__ACTION ITEM__.
Print the listing exactly.

TASK DATA: Begin

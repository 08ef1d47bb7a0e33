//! Journals command - browse and submit articles.

use anyhow::Result;
use clap::{Args, Subcommand};
use console::{Style, style};
use folio_client::{Id, Journal, ListJournalsQuery, ListJournalsResponse, SubmitJournalRequest};

use super::Context;

/// Arguments for the journals command.
#[derive(Args, Debug)]
pub struct JournalsArgs {
    #[command(subcommand)]
    pub command: JournalsCommand,
}

#[derive(Subcommand, Debug)]
pub enum JournalsCommand {
    /// List published journals (no login required)
    Public {
        /// Full-text search
        #[arg(short, long)]
        search: Option<String>,

        /// Filter by category
        #[arg(long)]
        category: Option<String>,

        /// Filter by tag
        #[arg(long)]
        tag: Option<String>,

        /// Page number
        #[arg(long)]
        page: Option<u32>,

        /// Results per page
        #[arg(long)]
        limit: Option<u32>,
    },

    /// List your submissions
    Mine,

    /// Show one journal
    Get {
        /// Journal ID
        id: String,
    },

    /// Submit an article for review
    Submit {
        /// Article title
        #[arg(long)]
        title: String,

        /// Article abstract
        #[arg(long = "abstract")]
        abstract_text: String,

        /// Category ID
        #[arg(long)]
        category: Option<i64>,

        /// Tag (repeatable)
        #[arg(long = "tag")]
        tags: Vec<String>,
    },
}

/// Run the journals command.
pub async fn run(args: JournalsArgs, ctx: &Context) -> Result<()> {
    match args.command {
        JournalsCommand::Public {
            search,
            category,
            tag,
            page,
            limit,
        } => {
            let query = ListJournalsQuery {
                search,
                category,
                tag,
                page,
                limit,
            };
            let response = ctx.client.journals().list_public(query).await?;
            print_list(ctx, "Published Journals", &response)
        }
        JournalsCommand::Mine => {
            let response = ctx.client.journals().my_journals().await?;
            print_list(ctx, "My Submissions", &response)
        }
        JournalsCommand::Get { id } => {
            let journal = ctx.client.journals().get(&id).await?;
            if ctx.json_output {
                println!("{}", serde_json::to_string_pretty(&journal)?);
            } else {
                print_detail(&journal);
            }
            Ok(())
        }
        JournalsCommand::Submit {
            title,
            abstract_text,
            category,
            tags,
        } => {
            let request = SubmitJournalRequest {
                title,
                abstract_text,
                category_id: category.map(Id::Number),
                tags,
            };
            let journal = ctx.client.journals().submit(request).await?;
            if ctx.json_output {
                println!("{}", serde_json::to_string_pretty(&journal)?);
            } else {
                println!(
                    "{} submitted \"{}\" (id {})",
                    Style::new().green().apply_to("✓"),
                    journal.title,
                    journal.id
                );
            }
            Ok(())
        }
    }
}

fn print_list(ctx: &Context, heading: &str, response: &ListJournalsResponse) -> Result<()> {
    if ctx.json_output {
        println!("{}", serde_json::to_string_pretty(response)?);
        return Ok(());
    }

    let dim = Style::new().dim();

    println!();
    println!("{}", style(heading).bold());
    println!("{}", dim.apply_to("─".repeat(40)));

    if response.journals.is_empty() {
        println!();
        println!("  {}", dim.apply_to("No journals found."));
        println!();
        return Ok(());
    }

    println!();
    for journal in &response.journals {
        let status = journal
            .status
            .as_deref()
            .map(|s| format!(" [{}]", s))
            .unwrap_or_default();
        println!(
            "  {} {}{}",
            dim.apply_to(format!("{:>6}", journal.id.to_string())),
            journal.title,
            dim.apply_to(status)
        );
    }

    if let Some(total) = response.total {
        println!();
        println!(
            "  {}",
            dim.apply_to(format!(
                "{} of {} (page {})",
                response.journals.len(),
                total,
                response.page.unwrap_or(1)
            ))
        );
    }
    println!();
    Ok(())
}

fn print_detail(journal: &Journal) {
    let dim = Style::new().dim();

    println!();
    println!("{}", style(&journal.title).bold());
    println!("{}", dim.apply_to("─".repeat(40)));
    println!();
    println!("  {} {}", dim.apply_to("ID:"), journal.id);
    if let Some(status) = &journal.status {
        println!("  {} {}", dim.apply_to("Status:"), status);
    }
    if !journal.authors.is_empty() {
        println!("  {} {}", dim.apply_to("Authors:"), journal.authors.join(", "));
    }
    if let Some(category) = &journal.category {
        println!("  {} {}", dim.apply_to("Category:"), category);
    }
    if !journal.tags.is_empty() {
        println!("  {} {}", dim.apply_to("Tags:"), journal.tags.join(", "));
    }
    if let Some(abstract_text) = &journal.abstract_text {
        println!();
        println!("{}", abstract_text);
    }
    println!();
}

TASK DATA: End

__THE ANSWER__.
repository 08ef1d47bb7a0e33
//! Journals command - browse and submit articles.

use anyhow::Result;
use clap::{Args, Subcommand};
use console::{Style, style};
use folio_client::{Id, Journal, ListJournalsQuery, ListJournalsResponse, SubmitJournalRequest};

use super::Context;

/// Arguments for the journals command.
#[derive(Args, Debug)]
pub struct JournalsArgs {
    #[command(subcommand)]
    pub command: JournalsCommand,
}

#[derive(Subcommand, Debug)]
pub enum JournalsCommand {
    /// List published journals (no login required)
    Public {
        /// Full-text search
        #[arg(short, long)]
        search: Option<String>,

        /// Filter by category
        #[arg(long)]
        category: Option<String>,

        /// Filter by tag
        #[arg(long)]
        tag: Option<String>,

        /// Page number
        #[arg(long)]
        page: Option<u32>,

        /// Results per page
        #[arg(long)]
        limit: Option<u32>,
    },

    /// List your submissions
    Mine,

    /// Show one journal
    Get {
        /// Journal ID
        id: String,
    },

    /// Submit an article for review
    Submit {
        /// Article title
        #[arg(long)]
        title: String,

        /// Article abstract
        #[arg(long = "abstract")]
        abstract_text: String,

        /// Category ID
        #[arg(long)]
        category: Option<i64>,

        /// Tag (repeatable)
        #[arg(long = "tag")]
        tags: Vec<String>,
    },
}

/// Run the journals command.
pub async fn run(args: JournalsArgs, ctx: &Context) -> Result<()> {
    match args.command {
        JournalsCommand::Public {
            search,
            category,
            tag,
            page,
            limit,
        } => {
            let query = ListJournalsQuery {
                search,
                category,
                tag,
                page,
                limit,
            };
            let response = ctx.client.journals().list_public(query).await?;
            print_list(ctx, "Published Journals", &response)
        }
        JournalsCommand::Mine => {
            let response = ctx.client.journals().my_journals().await?;
            print_list(ctx, "My Submissions", &response)
        }
        JournalsCommand::Get { id } => {
            let journal = ctx.client.journals().get(&id).await?;
            if ctx.json_output {
                println!("{}", serde_json::to_string_pretty(&journal)?);
            } else {
                print_detail(&journal);
            }
            Ok(())
        }
        JournalsCommand::Submit {
            title,
            abstract_text,
            category,
            tags,
        } => {
            let request = SubmitJournalRequest {
                title,
                abstract_text,
                category_id: category.map(Id::Number),
                tags,
            };
            let journal = ctx.client.journals().submit(request).await?;
            if ctx.json_output {
                println!("{}", serde_json::to_string_pretty(&journal)?);
            } else {
                println!(
                    "{} submitted \"{}\" (id {})",
                    Style::new().green().apply_to("✓"),
                    journal.title,
                    journal.id
                );
            }
            Ok(())
        }
    }
}

fn print_list(ctx: &Context, heading: &str, response: &ListJournalsResponse) -> Result<()> {
    if ctx.json_output {
        println!("{}", serde_json::to_string_pretty(response)?);
        return Ok(());
    }

    let dim = Style::new().dim();

    println!();
    println!("{}", style(heading).bold());
    println!("{}", dim.apply_to("─".repeat(40)));

    if response.journals.is_empty() {
        println!();
        println!("  {}", dim.apply_to("No journals found."));
        println!();
        return Ok(());
    }

    println!();
    for journal in &response.journals {
        let status = journal
            .status
            .as_deref()
            .map(|s| format!(" [{}]", s))
            .unwrap_or_default();
        println!(
            "  {} {}{}",
            dim.apply_to(format!("{:>6}", journal.id.to_string())),
            journal.title,
            dim.apply_to(status)
        );
    }

    if let Some(total) = response.total {
        println!();
        println!(
            "  {}",
            dim.apply_to(format!(
                "{} of {} (page {})",
                response.journals.len(),
                total,
                response.page.unwrap_or(1)
            ))
        );
    }
    println!();
    Ok(())
}

fn print_detail(journal: &Journal) {
    let dim = Style::new().dim();

    println!();
    println!("{}", style(&journal.title).bold());
    println!("{}", dim.apply_to("─".repeat(40)));
    println!();
    println!("  {} {}", dim.apply_to("ID:"), journal.id);
    if let Some(status) = &journal.status {
        println!("  {} {}", dim.apply_to("Status:"), status);
    }
    if !journal.authors.is_empty() {
        println!("  {} {}", dim.apply_to("Authors:"), journal.authors.join(", "));
    }
    if let Some(category) = &journal.category {
        println!("  {} {}", dim.apply_to("Category:"), category);
    }
    if !journal.tags.is_empty() {
        println!("  {} {}", dim.apply_to("Tags:"), journal.tags.join(", "));
    }
    if let Some(abstract_text) = &journal.abstract_text {
        println!();
        println!("{}", abstract_text);
    }
    println!();
}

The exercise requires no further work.